Unfortunately, our visits going down memory lane where cut short.  She was less and less lucid as I would visit and some visits she recognized me but was not interested in our conversations any more.  She never did loose her fervor for Guillermo's visits!  As time passed and the end was closer, she called him Pablo more and Guille's name became non-existent.  Guillermo loved it!  I spoke with him about it one time on the way home and he did not mind her calling him his grandfather's name.  The grandfather he was never able to meet.  Who would have thought that a child would have enjoyed his great-grandmother more than his own grandfather?  But this was the case in our family...my father's life was cut short at a mere 33 years of age (more on this story later).

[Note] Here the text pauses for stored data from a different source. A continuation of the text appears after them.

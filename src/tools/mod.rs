//! Quercle tools for agent runtimes

mod fetch;
pub mod schema;
mod search;
mod set;

use async_trait::async_trait;
use serde::Serialize;
use serde_json::Value;

use crate::Result;

pub use fetch::{FetchInput, FetchTool};
pub use schema::{InputSchema, Property, PropertyKind};
pub use search::{SearchInput, SearchTool};
pub use set::{QuercleTools, create_tools, create_tools_with_client, default_tools, fetch, search};

/// A tool an LLM runtime can register and invoke by name
#[async_trait]
pub trait Tool: Send + Sync {
    /// Name the model uses to call the tool
    fn name(&self) -> &'static str;

    /// Description shown to the model
    fn description(&self) -> &'static str;

    /// Accepted arguments
    fn input_schema(&self) -> &'static InputSchema;

    /// Decode JSON arguments and execute
    ///
    /// # Errors
    ///
    /// Returns [`crate::Error::InvalidArguments`] if `args` does not decode,
    /// otherwise whatever the client returned
    async fn call(&self, args: Value) -> Result<String>;

    /// Function-calling definition for this tool
    fn definition(&self) -> ToolDefinition {
        ToolDefinition {
            tool_type: "function",
            function: FunctionDefinition {
                name: self.name(),
                description: self.description(),
                parameters: self.input_schema().to_json(),
            },
        }
    }
}

/// Tool definition in the common function-calling shape
#[derive(Debug, Clone, PartialEq, Serialize)]
pub struct ToolDefinition {
    /// Always `"function"`
    #[serde(rename = "type")]
    pub tool_type: &'static str,
    /// Function metadata
    pub function: FunctionDefinition,
}

/// Function metadata inside a [`ToolDefinition`]
#[derive(Debug, Clone, PartialEq, Serialize)]
pub struct FunctionDefinition {
    /// Tool name
    pub name: &'static str,
    /// Tool description
    pub description: &'static str,
    /// JSON Schema of the arguments
    pub parameters: Value,
}

/// Decode tool-call arguments into a typed input
fn decode_args<T: serde::de::DeserializeOwned>(tool: &str, args: Value) -> Result<T> {
    serde_json::from_value(args).map_err(|e| crate::Error::InvalidArguments {
        tool: tool.to_string(),
        reason: e.to_string(),
    })
}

Because my grandmother's lack of oxygen, she was slowly but surely less with us than not.  For some reason, even when she didn't recognize anyone else in the room, she always did know who I was...but she didn't interact with me.  Most of the time you'd ask her, "Mita, quien soy yo?"  (Who am I?) and she would pretend she knew, it was like a little game for her until she stopped pretending and her glare was blank.  All of this ws way too much for me.  I was pregnant at the time with my son Josef Nicolas-Pablo, and I began experiencing heavy contractions every time I visited with my grandmother.  Watching her leave me was too much, too emotional for me.  Mita leaving me was reliving my father's death and I couldn't handle it!  My OB doctor made me choose between saving my son's life in utero or visiting Mita....it was the hardest decision I've ever made.  But at the same time one that made me happy that how I would remember her was not the Mita of her last days on Earth but instead of the plump Mita whose smile could light up a room!  Today, I wish I would have spent more time with her....can't change the past...but I can share with my children the insights and wisdom she left with me.


Mita is alive good and well in my heart!  She is my source of strength when I'm down...yes, she was a tough cookie but heck you kinda have to be when you are widowed with ten children - right?  Mita was my tower of strength...she was an amazing grandmother!  She made the best pancakes on Sunday morning and always had white Chiclets in her purse to share...her stories will always live with me and I now share with the world....the life of the Salazar family, their legacy and descendants...as I chase castles in the sky!

1 comment:

  1. Regardless of how things ended, how wonderful that you had Mita in your life.